Data entries:
*** Block opens ***

//! # Roomsync Testing
//!
//! Testing utilities and helpers for roomsync.
//!
//! This crate provides:
//! - Mock implementations of Environment traits and external collaborators
//! - Given-When-Then reducer tests ([`ReducerTest`])
//! - Property-based testing strategies for domain types
//!
//! ## Example
//!
//! ```ignore
//! use roomsync_testing::mocks::{InMemoryRoomDirectory, test_clock};
//!
//! #[tokio::test]
//! async fn booking_flow() {
//!     let directory = Arc::new(InMemoryRoomDirectory::new());
//!     let room = directory.provision("Ocean 101", &[(SourceType::Alpha, "R-101")]);
//!     let reconciler = Reconciler::new(directory, repository, Arc::new(test_clock()));
//!     // ...
//! }
//! ```

#![allow(clippy::module_name_repetitions)]


pub use reducer_test::{ReducerTest, assertions};

/// Mock implementations of Environment traits and collaborators
pub mod mocks {
    use chrono::{DateTime, Utc};
    use roomsync_core::environment::{Clock, IdGenerator};
    use roomsync_core::ids::{PropertyId, RoomId};
    use roomsync_core::raw_event::{DeliveryHeaders, RawEventStore, RawStoreError};
    use roomsync_core::room::{DirectoryError, Room, RoomDirectory, RoomMapping};
    use roomsync_core::source::SourceType;
    use std::collections::HashMap;
    use std::future::Future;
    use std::pin::Pin;
    use std::sync::atomic::{AtomicBool, AtomicU64, Ordering};
    use std::sync::{Mutex, PoisonError, RwLock};
    use uuid::Uuid;

    /// Fixed clock for deterministic tests
    ///
    /// Always returns the same time, making tests reproducible.
    ///
    /// # Example
    ///
    /// ```
    /// use roomsync_testing::mocks::FixedClock;
    /// use roomsync_core::environment::Clock;
    /// use chrono::Utc;
    ///
    /// let clock = FixedClock::new(Utc::now());
    /// assert_eq!(clock.now(), clock.now());
    /// ```
    #[derive(Debug, Clone)]
    pub struct FixedClock {
        time: DateTime<Utc>,
    }

    impl FixedClock {
        /// Create a new fixed clock with the given time
        #[must_use]
        pub const fn new(time: DateTime<Utc>) -> Self {
            Self { time }
        }
    }

    impl Clock for FixedClock {
        fn now(&self) -> DateTime<Utc> {
            self.time
        }
    }

    /// Create a default fixed clock for tests (2025-01-01 00:00:00 UTC)
    ///
    /// # Panics
    ///
    /// This function will panic if the hardcoded timestamp fails to parse,
    /// which should never happen in practice.
    #[must_use]
    #[allow(clippy::expect_used)]
    pub fn test_clock() -> FixedClock {
        FixedClock::new(
            DateTime::parse_from_rfc3339("2025-01-01T00:00:00Z")
                .expect("hardcoded timestamp should always parse")
                .with_timezone(&Utc),
        )
    }

    /// Predictable id generator: 1, 2, 3, ... as UUIDs
    #[derive(Debug, Default)]
    pub struct SequentialIds {
        next: AtomicU64,
    }

    impl SequentialIds {
        /// Create a generator starting at 1
        #[must_use]
        pub const fn new() -> Self {
            Self {
                next: AtomicU64::new(0),
            }
        }
    }

    impl IdGenerator for SequentialIds {
        fn next_id(&self) -> Uuid {
            let n = self.next.fetch_add(1, Ordering::SeqCst) + 1;
            Uuid::from_u128(u128::from(n))
        }
    }

    /// A raw body captured by [`InMemoryRawEventStore`]
    #[derive(Debug, Clone, PartialEq, Eq)]
    pub struct StoredRawEvent {
        /// Body exactly as delivered
        pub raw_body: String,
        /// Headers as delivered
        pub headers: DeliveryHeaders,
    }

    /// Append-only raw store keeping bodies in memory
    #[derive(Debug, Default)]
    pub struct InMemoryRawEventStore {
        records: Mutex<Vec<StoredRawEvent>>,
        failing: AtomicBool,
    }

    impl InMemoryRawEventStore {
        /// Create an empty store
        #[must_use]
        pub fn new() -> Self {
            Self::default()
        }

        /// Make every subsequent `store` call fail
        pub fn set_failing(&self, failing: bool) {
            self.failing.store(failing, Ordering::SeqCst);
        }

        /// Everything stored so far, in arrival order
        #[must_use]
        pub fn records(&self) -> Vec<StoredRawEvent> {
            self.records
                .lock()
                .unwrap_or_else(PoisonError::into_inner)
                .clone()
        }

        /// Number of stored bodies
        #[must_use]
        pub fn len(&self) -> usize {
            self.records
                .lock()
                .unwrap_or_else(PoisonError::into_inner)
                .len()
        }

        /// Whether nothing has been stored
        #[must_use]
        pub fn is_empty(&self) -> bool {
            self.len() == 0
        }
    }

    impl RawEventStore for InMemoryRawEventStore {
        fn store<'a>(
            &'a self,
            raw_body: &'a str,
            headers: &'a DeliveryHeaders,
        ) -> Pin<Box<dyn Future<Output = Result<(), RawStoreError>> + Send + 'a>> {
            Box::pin(async move {
                if self.failing.load(Ordering::SeqCst) {
                    return Err(RawStoreError::Unavailable("store offline".to_string()));
                }
                self.records
                    .lock()
                    .unwrap_or_else(PoisonError::into_inner)
                    .push(StoredRawEvent {
                        raw_body: raw_body.to_string(),
                        headers: headers.clone(),
                    });
                Ok(())
            })
        }
    }

    /// Room directory backed by in-memory maps
    #[derive(Debug, Default)]
    pub struct InMemoryRoomDirectory {
        rooms: RwLock<HashMap<RoomId, Room>>,
        mappings: RwLock<HashMap<(SourceType, String), RoomMapping>>,
        properties: RwLock<HashMap<(SourceType, String), PropertyId>>,
        unavailable: AtomicBool,
    }

    impl InMemoryRoomDirectory {
        /// Create an empty directory
        #[must_use]
        pub fn new() -> Self {
            Self::default()
        }

        /// Register a room
        pub fn add_room(&self, room: Room) {
            self.rooms
                .write()
                .unwrap_or_else(PoisonError::into_inner)
                .insert(room.id, room);
        }

        /// Map a platform listing onto a room, replacing any previous mapping
        pub fn map_room(&self, source: SourceType, platform_room_id: &str, room_id: RoomId) {
            self.mappings
                .write()
                .unwrap_or_else(PoisonError::into_inner)
                .insert(
                    (source, platform_room_id.to_string()),
                    RoomMapping {
                        source,
                        platform_room_id: platform_room_id.to_string(),
                        room_id,
                        active: true,
                    },
                );
        }

        /// Deactivate a mapping; it then resolves as not found
        pub fn deactivate(&self, source: SourceType, platform_room_id: &str) {
            if let Some(mapping) = self
                .mappings
                .write()
                .unwrap_or_else(PoisonError::into_inner)
                .get_mut(&(source, platform_room_id.to_string()))
            {
                mapping.active = false;
            }
        }

        /// Map a platform property id onto a property
        pub fn map_property(
            &self,
            source: SourceType,
            platform_property_id: &str,
            property_id: PropertyId,
        ) {
            self.properties
                .write()
                .unwrap_or_else(PoisonError::into_inner)
                .insert((source, platform_property_id.to_string()), property_id);
        }

        /// Create a room and map it under each `(source, platform id)` pair
        pub fn provision(&self, name: &str, listings: &[(SourceType, &str)]) -> Room {
            let room = Room::new(name, PropertyId::new());
            self.add_room(room.clone());
            for (source, platform_room_id) in listings {
                self.map_room(*source, platform_room_id, room.id);
            }
            room
        }

        /// Simulate a backend outage
        pub fn set_unavailable(&self, unavailable: bool) {
            self.unavailable.store(unavailable, Ordering::SeqCst);
        }

        fn check_available(&self) -> Result<(), DirectoryError> {
            if self.unavailable.load(Ordering::SeqCst) {
                Err(DirectoryError::Unavailable("directory offline".to_string()))
            } else {
                Ok(())
            }
        }
    }

    impl RoomDirectory for InMemoryRoomDirectory {
        fn resolve_room<'a>(
            &'a self,
            source: SourceType,
            platform_room_id: &'a str,
        ) -> Pin<Box<dyn Future<Output = Result<Option<Room>, DirectoryError>> + Send + 'a>>
        {
            Box::pin(async move {
                self.check_available()?;
                let room_id = self
                    .mappings
                    .read()
                    .unwrap_or_else(PoisonError::into_inner)
                    .get(&(source, platform_room_id.to_string()))
                    .filter(|mapping| mapping.active)
                    .map(|mapping| mapping.room_id);
                Ok(room_id.and_then(|id| {
                    self.rooms
                        .read()
                        .unwrap_or_else(PoisonError::into_inner)
                        .get(&id)
                        .cloned()
                }))
            })
        }

        fn resolve_property<'a>(
            &'a self,
            source: SourceType,
            platform_property_id: &'a str,
        ) -> Pin<Box<dyn Future<Output = Result<Option<PropertyId>, DirectoryError>> + Send + 'a>>
        {
            Box::pin(async move {
                self.check_available()?;
                Ok(self
                    .properties
                    .read()
                    .unwrap_or_else(PoisonError::into_inner)
                    .get(&(source, platform_property_id.to_string()))
                    .copied())
            })
        }
    }
}

/// Property-based testing strategies for domain types
pub mod properties {
    use chrono::{Duration, NaiveDate};
    use proptest::prelude::*;
    use roomsync_core::event::StayRange;

    /// First day covered by generated stays
    #[must_use]
    pub fn horizon_start() -> NaiveDate {
        NaiveDate::from_ymd_opt(2025, 1, 1).unwrap_or_default()
    }

    /// Stays of 1..=`max_nights` nights starting within `horizon_days` of the horizon start
    pub fn stay_range(horizon_days: i64, max_nights: i64) -> impl Strategy<Value = StayRange> {
        (0..horizon_days, 1..=max_nights).prop_filter_map("valid stay", |(offset, nights)| {
            let check_in = horizon_start() + Duration::days(offset);
            StayRange::new(check_in, check_in + Duration::days(nights)).ok()
        })
    }
}

// Re-export commonly used items
pub use mocks::{FixedClock, test_clock};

*** Block closes ***

Directions: Lines above containing "onto": how many? Reply with the number only.

Answer below: 2